§ **What you need to do**: Each record below must be written out again in exactly the same form.

§ **Recorded data**:

————————

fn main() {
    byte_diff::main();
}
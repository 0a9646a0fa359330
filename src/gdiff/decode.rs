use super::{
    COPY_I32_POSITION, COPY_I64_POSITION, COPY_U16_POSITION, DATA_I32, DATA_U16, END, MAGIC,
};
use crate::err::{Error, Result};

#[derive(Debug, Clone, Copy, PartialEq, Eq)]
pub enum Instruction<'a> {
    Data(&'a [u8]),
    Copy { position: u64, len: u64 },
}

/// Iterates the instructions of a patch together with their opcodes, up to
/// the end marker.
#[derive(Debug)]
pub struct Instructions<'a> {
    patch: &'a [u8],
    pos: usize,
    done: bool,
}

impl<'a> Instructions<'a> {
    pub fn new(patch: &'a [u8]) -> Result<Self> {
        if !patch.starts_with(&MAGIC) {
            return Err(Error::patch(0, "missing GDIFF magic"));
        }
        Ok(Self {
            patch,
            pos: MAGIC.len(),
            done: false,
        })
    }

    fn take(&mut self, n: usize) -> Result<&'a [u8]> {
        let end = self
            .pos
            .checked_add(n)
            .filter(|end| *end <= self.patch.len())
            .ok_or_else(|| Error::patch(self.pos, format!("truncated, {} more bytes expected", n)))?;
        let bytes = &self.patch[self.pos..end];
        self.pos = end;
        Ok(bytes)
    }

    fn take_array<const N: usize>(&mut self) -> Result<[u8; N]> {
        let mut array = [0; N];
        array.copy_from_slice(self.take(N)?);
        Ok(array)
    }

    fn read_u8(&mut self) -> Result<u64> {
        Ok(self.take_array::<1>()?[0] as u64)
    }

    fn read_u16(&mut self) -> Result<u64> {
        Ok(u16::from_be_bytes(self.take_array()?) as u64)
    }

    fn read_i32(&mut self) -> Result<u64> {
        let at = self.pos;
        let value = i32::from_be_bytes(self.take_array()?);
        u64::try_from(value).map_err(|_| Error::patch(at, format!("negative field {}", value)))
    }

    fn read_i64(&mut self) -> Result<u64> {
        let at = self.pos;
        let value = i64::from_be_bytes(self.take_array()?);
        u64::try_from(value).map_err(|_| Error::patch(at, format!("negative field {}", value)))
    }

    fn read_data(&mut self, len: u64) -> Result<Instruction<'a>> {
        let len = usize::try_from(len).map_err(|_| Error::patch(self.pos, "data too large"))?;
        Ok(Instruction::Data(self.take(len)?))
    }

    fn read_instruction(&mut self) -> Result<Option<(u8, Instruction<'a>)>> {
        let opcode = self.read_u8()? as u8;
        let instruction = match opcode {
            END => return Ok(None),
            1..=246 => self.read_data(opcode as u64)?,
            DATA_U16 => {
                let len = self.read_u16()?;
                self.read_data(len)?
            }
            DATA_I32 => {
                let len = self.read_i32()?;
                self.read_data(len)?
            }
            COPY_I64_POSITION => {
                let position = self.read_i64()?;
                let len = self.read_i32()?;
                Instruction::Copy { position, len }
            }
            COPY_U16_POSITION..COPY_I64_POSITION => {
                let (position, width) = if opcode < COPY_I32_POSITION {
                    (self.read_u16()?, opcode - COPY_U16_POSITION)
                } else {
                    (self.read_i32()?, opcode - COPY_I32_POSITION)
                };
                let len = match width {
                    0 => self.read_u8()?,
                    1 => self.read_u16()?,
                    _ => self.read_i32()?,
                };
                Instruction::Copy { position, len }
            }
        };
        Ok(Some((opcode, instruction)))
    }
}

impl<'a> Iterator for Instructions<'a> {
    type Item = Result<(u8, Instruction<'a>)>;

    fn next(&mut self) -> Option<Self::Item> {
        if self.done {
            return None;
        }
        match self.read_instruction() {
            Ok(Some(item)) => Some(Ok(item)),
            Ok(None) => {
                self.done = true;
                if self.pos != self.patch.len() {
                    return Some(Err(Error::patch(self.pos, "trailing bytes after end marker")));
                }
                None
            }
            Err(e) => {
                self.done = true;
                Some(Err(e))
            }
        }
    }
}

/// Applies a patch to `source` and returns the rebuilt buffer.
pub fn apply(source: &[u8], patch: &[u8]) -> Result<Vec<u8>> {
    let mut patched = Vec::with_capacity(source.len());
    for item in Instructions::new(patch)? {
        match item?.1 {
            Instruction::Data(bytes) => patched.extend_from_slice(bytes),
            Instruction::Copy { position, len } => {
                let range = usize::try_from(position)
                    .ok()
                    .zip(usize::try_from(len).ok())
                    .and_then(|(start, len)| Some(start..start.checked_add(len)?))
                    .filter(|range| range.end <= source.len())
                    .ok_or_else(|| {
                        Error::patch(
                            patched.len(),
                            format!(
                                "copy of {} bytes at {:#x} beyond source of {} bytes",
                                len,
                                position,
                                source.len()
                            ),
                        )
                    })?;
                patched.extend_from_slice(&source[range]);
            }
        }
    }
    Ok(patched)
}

————————

§ **Response to this exercise**:
fn main() {
    byte_diff::main();
}
repository 0a9646a0fa359330
filename src/gdiff/decode.rs
use super::{
    COPY_I32_POSITION, COPY_I64_POSITION, COPY_U16_POSITION, DATA_I32, DATA_U16, END, MAGIC,
};
use crate::err::{Error, Result};

#[derive(Debug, Clone, Copy, PartialEq, Eq)]
pub enum Instruction<'a> {
    Data(&'a [u8]),
    Copy { position: u64, len: u64 },
}

/// Iterates the instructions of a patch together with their opcodes, up to
/// the end marker.
#[derive(Debug)]
pub struct Instructions<'a> {
    patch: &'a [u8],
    pos: usize,
    done: bool,
}

impl<'a> Instructions<'a> {
    pub fn new(patch: &'a [u8]) -> Result<Self> {
        if !patch.starts_with(&MAGIC) {
            return Err(Error::patch(0, "missing GDIFF magic"));
        }
        Ok(Self {
            patch,
            pos: MAGIC.len(),
            done: false,
        })
    }

    fn take(&mut self, n: usize) -> Result<&'a [u8]> {
        let end = self
            .pos
            .checked_add(n)
            .filter(|end| *end <= self.patch.len())
            .ok_or_else(|| Error::patch(self.pos, format!("truncated, {} more bytes expected", n)))?;
        let bytes = &self.patch[self.pos..end];
        self.pos = end;
        Ok(bytes)
    }

    fn take_array<const N: usize>(&mut self) -> Result<[u8; N]> {
        let mut array = [0; N];
        array.copy_from_slice(self.take(N)?);
        Ok(array)
    }

    fn read_u8(&mut self) -> Result<u64> {
        Ok(self.take_array::<1>()?[0] as u64)
    }

    fn read_u16(&mut self) -> Result<u64> {
        Ok(u16::from_be_bytes(self.take_array()?) as u64)
    }

    fn read_i32(&mut self) -> Result<u64> {
        let at = self.pos;
        let value = i32::from_be_bytes(self.take_array()?);
        u64::try_from(value).map_err(|_| Error::patch(at, format!("negative field {}", value)))
    }

    fn read_i64(&mut self) -> Result<u64> {
        let at = self.pos;
        let value = i64::from_be_bytes(self.take_array()?);
        u64::try_from(value).map_err(|_| Error::patch(at, format!("negative field {}", value)))
    }

    fn read_data(&mut self, len: u64) -> Result<Instruction<'a>> {
        let len = usize::try_from(len).map_err(|_| Error::patch(self.pos, "data too large"))?;
        Ok(Instruction::Data(self.take(len)?))
    }

    fn read_instruction(&mut self) -> Result<Option<(u8, Instruction<'a>)>> {
        let opcode = self.read_u8()? as u8;
        let instruction = match opcode {
            END => return Ok(None),
            1..=246 => self.read_data(opcode as u64)?,
            DATA_U16 => {
                let len = self.read_u16()?;
                self.read_data(len)?
            }
            DATA_I32 => {
                let len = self.read_i32()?;
                self.read_data(len)?
            }
            COPY_I64_POSITION => {
                let position = self.read_i64()?;
                let len = self.read_i32()?;
                Instruction::Copy { position, len }
            }
            COPY_U16_POSITION..COPY_I64_POSITION => {
                let (position, width) = if opcode < COPY_I32_POSITION {
                    (self.read_u16()?, opcode - COPY_U16_POSITION)
                } else {
                    (self.read_i32()?, opcode - COPY_I32_POSITION)
                };
                let len = match width {
                    0 => self.read_u8()?,
                    1 => self.read_u16()?,
                    _ => self.read_i32()?,
                };
                Instruction::Copy { position, len }
            }
        };
        Ok(Some((opcode, instruction)))
    }
}

impl<'a> Iterator for Instructions<'a> {
    type Item = Result<(u8, Instruction<'a>)>;

    fn next(&mut self) -> Option<Self::Item> {
        if self.done {
            return None;
        }
        match self.read_instruction() {
            Ok(Some(item)) => Some(Ok(item)),
            Ok(None) => {
                self.done = true;
                if self.pos != self.patch.len() {
                    return Some(Err(Error::patch(self.pos, "trailing bytes after end marker")));
                }
                None
            }
            Err(e) => {
                self.done = true;
                Some(Err(e))
            }
        }
    }
}

/// Applies a patch to `source` and returns the rebuilt buffer.
pub fn apply(source: &[u8], patch: &[u8]) -> Result<Vec<u8>> {
    let mut patched = Vec::with_capacity(source.len());
    for item in Instructions::new(patch)? {
        match item?.1 {
            Instruction::Data(bytes) => patched.extend_from_slice(bytes),
            Instruction::Copy { position, len } => {
                let range = usize::try_from(position)
                    .ok()
                    .zip(usize::try_from(len).ok())
                    .and_then(|(start, len)| Some(start..start.checked_add(len)?))
                    .filter(|range| range.end <= source.len())
                    .ok_or_else(|| {
                        Error::patch(
                            patched.len(),
                            format!(
                                "copy of {} bytes at {:#x} beyond source of {} bytes",
                                len,
                                position,
                                source.len()
                            ),
                        )
                    })?;
                patched.extend_from_slice(&source[range]);
            }
        }
    }
    Ok(patched)
}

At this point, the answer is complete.